# The Tea Party Hasn't Gone Away – It's Just Changed Its Name



## longknife (Mar 16, 2017)

They are now called “Spirit of America” and some of them hold high office. Senators Ted Cruz, Marco Rubio, Rand Paul, and Mike Lee were all elected by Tea Party groups. Many Tea Party leaders are now playing important roles in state and local governments. And then there are Spirit of America rallies popping up all across America.

_The Tea Party's door kicking days are not over at all, but the headlines today are all about those liberal protests at GOP town halls._

_The mainstream media wants to compare this movement to the Tea Party. DeMint says it's night and day, arguing the Tea Party was organically motivated, unlike these current events._

_"What you see with this group on the Left is it's well organized, well-financed. We've seen all of their manuals about what to do. A lot of it is George Soros-funded and an Obama-funded organization," DeMint said._

_That liberal megaphone has deep pockets.

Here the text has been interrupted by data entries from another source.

use std::net::SocketAddr;
use std::sync::Arc;
use std::time::Duration;

use futures_util::{SinkExt, StreamExt};
use mx_core::config::{HubConfig, PinSetting};
use mx_hub::server::{router, HubState};
use mx_store::Store;
use tokio_tungstenite::tungstenite::Message;

type WsStream =
    tokio_tungstenite::WebSocketStream<tokio_tungstenite::MaybeTlsStream<tokio::net::TcpStream>>;

async fn spawn_hub(pin: PinSetting) -> (SocketAddr, Arc<HubState>) {
    let store = Store::open_in_memory().await.unwrap();
    let config = HubConfig {
        pin,
        secret: Some("test-secret".into()),
        ..HubConfig::default()
    };
    let state = Arc::new(HubState::new(store, &config));
    let app = router(state.clone());
    let listener = tokio::net::TcpListener::bind("127.0.0.1:0").await.unwrap();
    let addr = listener.local_addr().unwrap();
    tokio::spawn(async move {
        axum::serve(listener, app).await.unwrap();
    });
    (addr, state)
}

async fn register(addr: SocketAddr, matrix_id: &str, pin: Option<&str>) -> reqwest::Response {
    let mut url = format!("http://{addr}/register?matrix_id={matrix_id}&display_name={matrix_id}");
    if let Some(pin) = pin {
        url.push_str(&format!("&pin={pin}"));
    }
    reqwest::get(url).await.unwrap()
}

/// Register and open a WebSocket; consumes the `registered` greeting.
async fn connect(addr: SocketAddr, matrix_id: &str) -> WsStream {
    let response = register(addr, matrix_id, None).await;
    assert!(response.status().is_success());
    let body: serde_json::Value = response.json().await.unwrap();
    let token = body["token"].as_str().unwrap();

    let (mut ws, _) = tokio_tungstenite::connect_async(format!("ws://{addr}/?token={token}"))
        .await
        .unwrap();

    let greeting = next_json(&mut ws).await;
    assert_eq!(greeting["type"], "registered");
    assert_eq!(greeting["matrix_id"], matrix_id);
    ws
}

/// Next JSON text frame, skipping protocol pings, within a deadline.
async fn next_json(ws: &mut WsStream) -> serde_json::Value {
    loop {
        let message = tokio::time::timeout(Duration::from_secs(1), ws.next())
            .await
            .expect("frame within 1s")
            .expect("stream open")
            .expect("frame ok");
        match message {
            Message::Text(text) => {
                let value: serde_json::Value = serde_json::from_str(text.as_str()).unwrap();
                if value["type"] == "ping" {
                    continue;
                }
                return value;
            }
            Message::Ping(_) | Message::Pong(_) => continue,
            other => panic!("unexpected frame: {other:?}"),
        }
    }
}

#[tokio::test]
async fn broadcast_reaches_connected_peers() {
    let (addr, _state) = spawn_hub(PinSetting::Disabled).await;
    let mut alpha = connect(addr, "alpha").await;
    let mut beta = connect(addr, "beta").await;

    // alpha sees beta come online.
    let presence = next_json(&mut alpha).await;
    assert_eq!(presence["type"], "presence");
    assert_eq!(presence["matrix_id"], "beta");
    assert_eq!(presence["status"], "online");

    alpha
        .send(Message::text(r#"{"type":"message","content":"hi"}"#))
        .await
        .unwrap();

    let received = next_json(&mut beta).await;
    assert_eq!(received["type"], "message");
    assert_eq!(received["from"], "alpha");
    assert_eq!(received["content"], "hi");
    assert!(received["timestamp"].is_string());

    // Health reflects both connections.
    let health: serde_json::Value = reqwest::get(format!("http://{addr}/health"))
        .await
        .unwrap()
        .json()
        .await
        .unwrap();
    assert_eq!(health["connectedMatrices"], 2);
    let online: Vec<String> = health["online"]
        .as_array()
        .unwrap()
        .iter()
        .map(|v| v.as_str().unwrap().to_string())
        .collect();
    assert!(online.contains(&"alpha".to_string()));
    assert!(online.contains(&"beta".to_string()));
}

#[tokio::test]
async fn direct_message_to_offline_peer_fails() {
    let (addr, _state) = spawn_hub(PinSetting::Disabled).await;
    let mut alpha = connect(addr, "alpha").await;

    alpha
        .send(Message::text(
            r#"{"type":"message","to":"beta","content":"x"}"#,
        ))
        .await
        .unwrap();

    let error = next_json(&mut alpha).await;
    assert_eq!(error["type"], "error");
    assert_eq!(error["code"], "DELIVERY_FAILED");
}

#[tokio::test]
async fn direct_message_reaches_named_peer_only() {
    let (addr, _state) = spawn_hub(PinSetting::Disabled).await;
    let mut alpha = connect(addr, "alpha").await;
    let mut beta = connect(addr, "beta").await;
    let mut gamma = connect(addr, "gamma").await;

    // Drain presence notices on alpha and beta.
    let _ = next_json(&mut alpha).await;
    let _ = next_json(&mut alpha).await;
    let _ = next_json(&mut beta).await;

    let payload = r#"{"type":"message","to":"gamma","content":"psst","metadata":{"sequence_number":7}}"#;
    alpha.send(Message::text(payload)).await.unwrap();

    let received = next_json(&mut gamma).await;
    assert_eq!(received["from"], "alpha");
    assert_eq!(received["content"], "psst");
    // The sender's sequence number travels in metadata.
    assert_eq!(received["metadata"]["sequence_number"], 7);

    // beta must not see the direct message; the next thing it could see is
    // nothing (timeout) — probe with a short deadline.
    let nothing = tokio::time::timeout(Duration::from_millis(200), beta.next()).await;
    assert!(nothing.is_err(), "beta unexpectedly received a frame");
}

#[tokio::test]
async fn register_enforces_pin() {
    let (addr, _state) = spawn_hub(PinSetting::Configured("424242".into())).await;

    let wrong = register(addr, "alpha", Some("111111")).await;
    assert_eq!(wrong.status(), reqwest::StatusCode::UNAUTHORIZED);

    let missing = register(addr, "alpha", None).await;
    assert_eq!(missing.status(), reqwest::StatusCode::UNAUTHORIZED);

    let right = register(addr, "alpha", Some("424242")).await;
    assert!(right.status().is_success());
    let body: serde_json::Value = right.json().await.unwrap();
    assert!(body["token"].as_str().unwrap().len() >= 32);
}

#[tokio::test]
async fn register_requires_matrix_id() {
    let (addr, _state) = spawn_hub(PinSetting::Disabled).await;
    let response = reqwest::get(format!("http://{addr}/register")).await.unwrap();
    assert_eq!(response.status(), reqwest::StatusCode::BAD_REQUEST);
}

#[tokio::test]
async fn websocket_rejects_bad_token() {
    let (addr, _state) = spawn_hub(PinSetting::Disabled).await;
    let result = tokio_tungstenite::connect_async(format!("ws://{addr}/?token=bogus")).await;
    match result {
        Err(tokio_tungstenite::tungstenite::Error::Http(response)) => {
            assert_eq!(response.status(), 401);
        }
        other => panic!("expected 401 upgrade rejection, got {other:?}"),
    }
}

#[tokio::test]
async fn new_connection_replaces_old_one() {
    let (addr, state) = spawn_hub(PinSetting::Disabled).await;
    let mut first = connect(addr, "alpha").await;
    let _second = connect(addr, "alpha").await;

    // The old socket receives a clean close (code 1000) after the grace
    // period; frames before it (e.g. pings) are skipped.
    let deadline = tokio::time::Instant::now() + Duration::from_secs(5);
    loop {
        let message = tokio::time::timeout_at(deadline, first.next())
            .await
            .expect("close within grace period")
            .expect("stream open");
        match message {
            Ok(Message::Close(Some(frame))) => {
                assert_eq!(u16::from(frame.code), 1000);
                assert_eq!(frame.reason.as_str(), "Replaced by new connection");
                break;
            }
            Ok(_) => continue,
            Err(_) => break, // connection reset also counts as closed
        }
    }

    // Only one registry entry remains connected.
    assert_eq!(state.connected_count(), 1);
}

#[tokio::test]
async fn presence_updates_are_broadcast() {
    let (addr, _state) = spawn_hub(PinSetting::Disabled).await;
    let mut alpha = connect(addr, "alpha").await;
    let mut beta = connect(addr, "beta").await;
    let _ = next_json(&mut alpha).await; // beta online

    beta.send(Message::text(r#"{"type":"presence","status":"away"}"#))
        .await
        .unwrap();

    let presence = next_json(&mut alpha).await;
    assert_eq!(presence["type"], "presence");
    assert_eq!(presence["matrix_id"], "beta");
    assert_eq!(presence["status"], "away");
}

#[tokio::test]
async fn client_initiated_ping_is_echoed() {
    let (addr, _state) = spawn_hub(PinSetting::Disabled).await;
    let mut alpha = connect(addr, "alpha").await;

    alpha
        .send(Message::text(r#"{"type":"ping"}"#))
        .await
        .unwrap();

    // next_json skips hub heartbeat pings, so read the raw frame here.
    let frame = tokio::time::timeout(Duration::from_secs(1), alpha.next())
        .await
        .expect("reply within 1s")
        .expect("stream open")
        .expect("frame ok");
    match frame {
        Message::Text(text) => {
            let value: serde_json::Value = serde_json::from_str(text.as_str()).unwrap();
            assert_eq!(value["type"], "ping");
        }
        other => panic!("expected ping frame, got {other:?}"),
    }
}

#[tokio::test]
async fn unknown_frame_types_are_dropped_invalid_json_errors() {
    let (addr, _state) = spawn_hub(PinSetting::Disabled).await;
    let mut alpha = connect(addr, "alpha").await;

    // Unknown type: silently dropped, connection stays up.
    alpha
        .send(Message::text(r#"{"type":"telepathy","content":"hm"}"#))
        .await
        .unwrap();

    // Invalid JSON: INVALID_MESSAGE error.
    alpha.send(Message::text("not json")).await.unwrap();
    let error = next_json(&mut alpha).await;
    assert_eq!(error["type"], "error");
    assert_eq!(error["code"], "INVALID_MESSAGE");
}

And while the Tea Party's megaphone isn't rich financially, it is rich in spirit and fight, transforming right before our eyes._

Story @ The 'Spirit of America': Whatever Happened to the Tea Party?


----------



## JakeStarkey (Mar 16, 2017)

All of those TP senators oppose Trump, the most divisive president in our history, more than they oppose the Dems.


----------



## Luddly Neddite (Mar 16, 2017)

Now they're called Pootarians.


----------



## Rambunctious (Mar 17, 2017)

The Tea Party put the Donald into the white house.....


----------